- _Problem_
Quote exactly and only this range of lines in the data below: the line that holds "if parsed.data.len() != texts.len()" to the line that holds "vectors stay zero.", both included.

- _Dataset entries_

※ ※ ※

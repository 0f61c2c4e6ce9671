use crate::error::PipelineError;
use crate::segment::to_wakati;
use rayon::prelude::*;
use reqwest::blocking::Client;
use reqwest::header::{HeaderMap, HeaderValue, AUTHORIZATION, CONTENT_TYPE};
use reqwest::StatusCode;
use rustc_hash::FxHasher;
use serde::{Deserialize, Serialize};
use std::hash::Hasher;
use std::thread;
use std::time::Duration;

/// Narrow interface to the embedding step. The pipeline treats a call as an
/// opaque blocking operation; any parallelism lives inside the
/// implementation.
pub trait Embedder: Send + Sync {
    fn dimension(&self) -> usize;

    fn embed_batch(&self, texts: &[String]) -> Result<Vec<Vec<f32>>, PipelineError>;

    fn embed_query(&self, text: &str) -> Result<Vec<f32>, PipelineError> {
        let mut batch = self.embed_batch(&[text.to_string()])?;
        batch
            .pop()
            .ok_or_else(|| PipelineError::Backend("backend returned no query embedding".into()))
    }
}

/// Which backend produced (or should reproduce) an index's embeddings.
#[derive(Debug, Clone, Serialize, Deserialize, PartialEq, Eq)]
pub enum EmbedderBackend {
    /// Deterministic feature-hashing embedder; fully offline.
    Hashing,
    /// OpenAI-compatible `/embeddings` endpoint.
    Remote { endpoint: String, model: String },
}

/// Persistable description of the embedding setup.
///
/// This is what gets stored alongside a built index; the runtime handle is
/// never serialized and is reconstructed from this config on load.
#[derive(Debug, Clone, Serialize, Deserialize, PartialEq, Eq)]
pub struct EmbedderConfig {
    pub backend: EmbedderBackend,
    pub dimension: usize,
    /// L2-normalize vectors before insertion and at query time, making
    /// inner-product scores cosine similarities.
    pub normalize: bool,
    /// Pre-tokenize text into script runs before embedding, for scripts
    /// without whitespace word boundaries.
    pub segment_cjk: bool,
}

/// Reconstructs a runtime embedder from its persisted configuration.
///
/// Remote backends read their API key from `OPENAI_API_KEY` at
/// reconstruction time; credentials are never part of the persisted state.
pub fn from_config(config: &EmbedderConfig) -> Result<Box<dyn Embedder>, PipelineError> {
    let inner: Box<dyn Embedder> = match &config.backend {
        EmbedderBackend::Hashing => Box::new(HashEmbedder::new(config.dimension)),
        EmbedderBackend::Remote { endpoint, model } => {
            let api_key = std::env::var("OPENAI_API_KEY").map_err(|_| {
                PipelineError::Backend("OPENAI_API_KEY not set for remote embeddings".into())
            })?;
            Box::new(RemoteEmbedder::new(
                api_key,
                endpoint.clone(),
                model.clone(),
                config.dimension,
            )?)
        }
    };

    Ok(Box::new(ConfiguredEmbedder {
        inner,
        normalize: config.normalize,
        segment_cjk: config.segment_cjk,
    }))
}

/// Applies the configured preprocessing (script-run segmentation) and
/// postprocessing (L2 normalization) around any backend, so documents and
/// queries always go through the same transformations.
struct ConfiguredEmbedder {
    inner: Box<dyn Embedder>,
    normalize: bool,
    segment_cjk: bool,
}

impl ConfiguredEmbedder {
    fn preprocess(&self, text: &str) -> String {
        if self.segment_cjk {
            to_wakati(text)
        } else {
            text.to_string()
        }
    }
}

impl Embedder for ConfiguredEmbedder {
    fn dimension(&self) -> usize {
        self.inner.dimension()
    }

    fn embed_batch(&self, texts: &[String]) -> Result<Vec<Vec<f32>>, PipelineError> {
        let processed: Vec<String> = texts.iter().map(|t| self.preprocess(t)).collect();
        let mut vectors = self.inner.embed_batch(&processed)?;
        if self.normalize {
            for v in &mut vectors {
                l2_normalize(v);
            }
        }
        Ok(vectors)
    }
}

/// Deterministic feature-hashing embedder over word unigrams and bigrams.
///
/// Not a learned model, but reproducible, offline, and good enough for
/// lexical-overlap similarity; identical input always produces identical
/// vectors, which the cache and export layers rely on.
pub struct HashEmbedder {
    dimension: usize,
}

impl HashEmbedder {
    pub fn new(dimension: usize) -> Self {
        assert!(dimension > 0, "embedding dimension must be positive");
        Self { dimension }
    }

    fn embed_one(&self, text: &str) -> Vec<f32> {
        let mut v = vec![0.0f32; self.dimension];
        let lowered = text.to_lowercase();
        let tokens: Vec<&str> = lowered
            .split(|c: char| !c.is_alphanumeric())
            .filter(|t| !t.is_empty())
            .collect();

        for token in &tokens {
            self.bump(&mut v, token.as_bytes());
        }
        for pair in tokens.windows(2) {
            let mut hasher = FxHasher::default();
            hasher.write(pair[0].as_bytes());
            hasher.write(b" ");
            hasher.write(pair[1].as_bytes());
            self.bump_hashed(&mut v, hasher.finish());
        }

        l2_normalize(&mut v);
        v
    }

    fn bump(&self, v: &mut [f32], token: &[u8]) {
        let mut hasher = FxHasher::default();
        hasher.write(token);
        self.bump_hashed(v, hasher.finish());
    }

    fn bump_hashed(&self, v: &mut [f32], hash: u64) {
        let bucket = (hash % self.dimension as u64) as usize;
        let sign = if hash >> 63 == 1 { -1.0 } else { 1.0 };
        v[bucket] += sign;
    }
}

impl Embedder for HashEmbedder {
    fn dimension(&self) -> usize {
        self.dimension
    }

    fn embed_batch(&self, texts: &[String]) -> Result<Vec<Vec<f32>>, PipelineError> {
        Ok(texts.par_iter().map(|t| self.embed_one(t)).collect())
    }
}

/// Blocking client for OpenAI-compatible embedding endpoints, with bounded
/// retry on rate limits and server errors.
pub struct RemoteEmbedder {
    client: Client,
    endpoint: String,
    model: String,
    dimension: usize,
    max_retries: usize,
}

impl RemoteEmbedder {
    pub fn new(
        api_key: String,
        base_url: String,
        model: String,
        dimension: usize,
    ) -> Result<Self, PipelineError> {
        if api_key.trim().is_empty() {
            return Err(PipelineError::Backend("empty API key".into()));
        }

        let mut headers = HeaderMap::new();
        let auth = format!("Bearer {}", api_key.trim());
        headers.insert(
            AUTHORIZATION,
            HeaderValue::from_str(&auth)
                .map_err(|_| PipelineError::Backend("API key is not a valid header value".into()))?,
        );
        headers.insert(CONTENT_TYPE, HeaderValue::from_static("application/json"));

        let client = Client::builder()
            .timeout(Duration::from_secs(60))
            .default_headers(headers)
            .build()
            .map_err(|e| PipelineError::Backend(format!("failed to build HTTP client: {e}")))?;

        Ok(Self {
            client,
            endpoint: format!("{}/embeddings", base_url.trim_end_matches('/')),
            model,
            dimension,
            max_retries: 4,
        })
    }

    fn should_retry(status: StatusCode) -> bool {
        status == StatusCode::TOO_MANY_REQUESTS || status.is_server_error()
    }

    fn backoff(attempt: usize) -> Duration {
        Duration::from_millis(500 * (1 << attempt.min(5) as u32))
    }
}

impl Embedder for RemoteEmbedder {
    fn dimension(&self) -> usize {
        self.dimension
    }

    fn embed_batch(&self, texts: &[String]) -> Result<Vec<Vec<f32>>, PipelineError> {
        if texts.is_empty() {
            return Ok(Vec::new());
        }

        let mut attempt = 0usize;
        loop {
            let request = EmbeddingRequest {
                model: &self.model,
                input: texts,
            };
            let response = self.client.post(&self.endpoint).json(&request).send();

            match response {
                Ok(resp) if resp.status().is_success() => {
                    let mut parsed: EmbeddingResponse = resp.json().map_err(|e| {
                        PipelineError::Backend(format!("unparsable embedding response: {e}"))
                    })?;
                    parsed.data.sort_by_key(|entry| entry.index);
                    if parsed.data.len() != texts.len() {
                        return Err(PipelineError::Backend(format!(
                            "backend returned {} embeddings for {} inputs",
                            parsed.data.len(),
                            texts.len()
                        )));
                    }
                    for entry in &parsed.data {
                        if entry.embedding.len() != self.dimension {
                            return Err(PipelineError::Backend(format!(
                                "backend returned {}-dimensional vector, expected {}",
                                entry.embedding.len(),
                                self.dimension
                            )));
                        }
                    }
                    return Ok(parsed.data.into_iter().map(|e| e.embedding).collect());
                }
                Ok(resp) => {
                    let status = resp.status();
                    if Self::should_retry(status) && attempt + 1 < self.max_retries {
                        attempt += 1;
                        thread::sleep(Self::backoff(attempt));
                        continue;
                    }
                    let body = resp.text().unwrap_or_else(|_| "<body unavailable>".into());
                    return Err(PipelineError::Backend(format!(
                        "embedding request failed ({status}): {body}"
                    )));
                }
                Err(err) => {
                    let retryable = err.is_timeout() || err.is_connect() || err.is_request();
                    if retryable && attempt + 1 < self.max_retries {
                        attempt += 1;
                        thread::sleep(Self::backoff(attempt));
                        continue;
                    }
                    return Err(PipelineError::Backend(format!("embedding request error: {err}")));
                }
            }
        }
    }
}

#[derive(Serialize)]
struct EmbeddingRequest<'a> {
    model: &'a str,
    input: &'a [String],
}

#[derive(Deserialize)]
struct EmbeddingResponse {
    data: Vec<EmbeddingData>,
}

#[derive(Deserialize)]
struct EmbeddingData {
    embedding: Vec<f32>,
    index: usize,
}

/// Scales a vector to unit length; zero vectors stay zero.
pub fn l2_normalize(v: &mut [f32]) {
    let norm = v.iter().map(|x| x * x).sum::<f32>().sqrt();
    if norm > 0.0 {
        for x in v.iter_mut() {
            *x /= norm;
        }
    }
}
// src/lib.rs
pub mod cli;
pub mod colors;
pub mod config;
pub mod demos;
pub mod error;
pub mod format;
pub mod options;
pub mod printer;
pub mod segment;

pub use error::*;

pub use colors::Color;
pub use config::{CallCounters, PrintConfig, MAX_VERBOSITY};
pub use format::{strip_ansi, Rendered};
pub use options::{PrintOptions, Severity};
pub use printer::{bp, configure, with_printer, Printer};
pub use segment::{pair_slots, Segment, Slot};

※ ※ ※

- _Solution to this task_
                    if parsed.data.len() != texts.len() {
                        return Err(PipelineError::Backend(format!(
                            "backend returned {} embeddings for {} inputs",
                            parsed.data.len(),
                            texts.len()
                        )));
                    }
                    for entry in &parsed.data {
                        if entry.embedding.len() != self.dimension {
                            return Err(PipelineError::Backend(format!(
                                "backend returned {}-dimensional vector, expected {}",
                                entry.embedding.len(),
                                self.dimension
                            )));
                        }
                    }
                    return Ok(parsed.data.into_iter().map(|e| e.embedding).collect());
                }
                Ok(resp) => {
                    let status = resp.status();
                    if Self::should_retry(status) && attempt + 1 < self.max_retries {
                        attempt += 1;
                        thread::sleep(Self::backoff(attempt));
                        continue;
                    }
                    let body = resp.text().unwrap_or_else(|_| "<body unavailable>".into());
                    return Err(PipelineError::Backend(format!(
                        "embedding request failed ({status}): {body}"
                    )));
                }
                Err(err) => {
                    let retryable = err.is_timeout() || err.is_connect() || err.is_request();
                    if retryable && attempt + 1 < self.max_retries {
                        attempt += 1;
                        thread::sleep(Self::backoff(attempt));
                        continue;
                    }
                    return Err(PipelineError::Backend(format!("embedding request error: {err}")));
                }
            }
        }
    }
}

#[derive(Serialize)]
struct EmbeddingRequest<'a> {
    model: &'a str,
    input: &'a [String],
}

#[derive(Deserialize)]
struct EmbeddingResponse {
    data: Vec<EmbeddingData>,
}

#[derive(Deserialize)]
struct EmbeddingData {
    embedding: Vec<f32>,
    index: usize,
}

/// Scales a vector to unit length; zero vectors stay zero.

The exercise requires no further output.